### PROMPT
Among the entries below, one line contains "filename crates/domain/src/lib.rs" and another contains "pub use errors::DomainError;". Transcribe those two lines and every line between them, exactly.

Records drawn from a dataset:
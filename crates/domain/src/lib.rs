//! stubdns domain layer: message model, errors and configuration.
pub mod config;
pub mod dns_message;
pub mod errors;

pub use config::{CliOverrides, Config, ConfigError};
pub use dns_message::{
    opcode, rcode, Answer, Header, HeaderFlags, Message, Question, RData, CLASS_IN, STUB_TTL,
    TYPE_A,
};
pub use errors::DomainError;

==

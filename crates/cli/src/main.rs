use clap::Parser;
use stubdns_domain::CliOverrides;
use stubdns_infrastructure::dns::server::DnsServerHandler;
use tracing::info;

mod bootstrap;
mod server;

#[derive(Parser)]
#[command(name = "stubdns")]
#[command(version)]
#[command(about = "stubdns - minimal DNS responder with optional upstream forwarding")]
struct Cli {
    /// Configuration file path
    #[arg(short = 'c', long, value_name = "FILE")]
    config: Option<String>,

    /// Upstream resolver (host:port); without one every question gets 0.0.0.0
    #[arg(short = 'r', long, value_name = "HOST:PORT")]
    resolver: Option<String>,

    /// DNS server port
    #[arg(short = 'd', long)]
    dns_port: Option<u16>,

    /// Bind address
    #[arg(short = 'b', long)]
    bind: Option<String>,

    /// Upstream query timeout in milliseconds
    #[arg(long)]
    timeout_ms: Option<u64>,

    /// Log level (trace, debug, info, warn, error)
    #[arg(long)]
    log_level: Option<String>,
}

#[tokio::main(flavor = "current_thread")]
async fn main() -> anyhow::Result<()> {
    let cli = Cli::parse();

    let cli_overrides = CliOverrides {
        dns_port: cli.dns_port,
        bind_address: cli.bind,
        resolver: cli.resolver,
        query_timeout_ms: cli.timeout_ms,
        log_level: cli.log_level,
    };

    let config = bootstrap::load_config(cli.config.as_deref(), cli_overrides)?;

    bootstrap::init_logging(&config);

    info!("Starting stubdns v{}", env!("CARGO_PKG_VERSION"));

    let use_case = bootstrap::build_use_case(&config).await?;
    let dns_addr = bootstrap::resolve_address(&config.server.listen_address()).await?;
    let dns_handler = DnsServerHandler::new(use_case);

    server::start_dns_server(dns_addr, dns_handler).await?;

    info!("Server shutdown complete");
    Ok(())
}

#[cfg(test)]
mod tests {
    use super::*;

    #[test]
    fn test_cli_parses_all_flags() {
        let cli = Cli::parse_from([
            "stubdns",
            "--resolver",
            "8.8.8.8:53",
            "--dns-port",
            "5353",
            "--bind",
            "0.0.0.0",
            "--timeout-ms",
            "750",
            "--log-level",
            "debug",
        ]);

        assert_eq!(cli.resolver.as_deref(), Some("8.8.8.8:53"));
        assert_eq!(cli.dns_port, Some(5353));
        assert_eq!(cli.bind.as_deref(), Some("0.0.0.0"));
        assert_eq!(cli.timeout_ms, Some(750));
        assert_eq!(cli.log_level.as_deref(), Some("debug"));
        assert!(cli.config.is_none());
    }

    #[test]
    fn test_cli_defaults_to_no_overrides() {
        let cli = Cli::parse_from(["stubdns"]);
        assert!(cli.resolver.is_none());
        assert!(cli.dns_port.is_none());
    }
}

...

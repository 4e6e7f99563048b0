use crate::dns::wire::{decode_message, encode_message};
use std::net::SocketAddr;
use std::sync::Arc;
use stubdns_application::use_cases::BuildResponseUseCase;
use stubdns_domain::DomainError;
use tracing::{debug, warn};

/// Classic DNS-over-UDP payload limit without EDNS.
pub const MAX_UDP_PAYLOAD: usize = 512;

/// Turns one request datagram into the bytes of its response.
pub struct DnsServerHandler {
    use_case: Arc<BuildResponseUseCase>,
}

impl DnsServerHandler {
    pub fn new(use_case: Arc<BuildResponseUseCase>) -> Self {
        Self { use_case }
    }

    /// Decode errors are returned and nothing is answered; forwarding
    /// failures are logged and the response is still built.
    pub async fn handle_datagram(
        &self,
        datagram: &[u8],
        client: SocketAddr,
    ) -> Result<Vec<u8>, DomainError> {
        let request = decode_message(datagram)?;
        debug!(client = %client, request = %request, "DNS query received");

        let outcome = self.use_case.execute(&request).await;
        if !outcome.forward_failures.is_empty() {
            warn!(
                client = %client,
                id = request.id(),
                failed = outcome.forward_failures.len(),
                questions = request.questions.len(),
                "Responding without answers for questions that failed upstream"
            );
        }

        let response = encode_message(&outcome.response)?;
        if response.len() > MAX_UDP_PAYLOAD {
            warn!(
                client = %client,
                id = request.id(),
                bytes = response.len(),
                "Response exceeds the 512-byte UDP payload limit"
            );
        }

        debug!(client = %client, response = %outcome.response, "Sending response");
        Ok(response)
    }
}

### RESULT
filename crates/domain/src/lib.rs
//! stubdns domain layer: message model, errors and configuration.
pub mod config;
pub mod dns_message;
pub mod errors;

pub use config::{CliOverrides, Config, ConfigError};
pub use dns_message::{
    opcode, rcode, Answer, Header, HeaderFlags, Message, Question, RData, CLASS_IN, STUB_TTL,
    TYPE_A,
};
pub use errors::DomainError;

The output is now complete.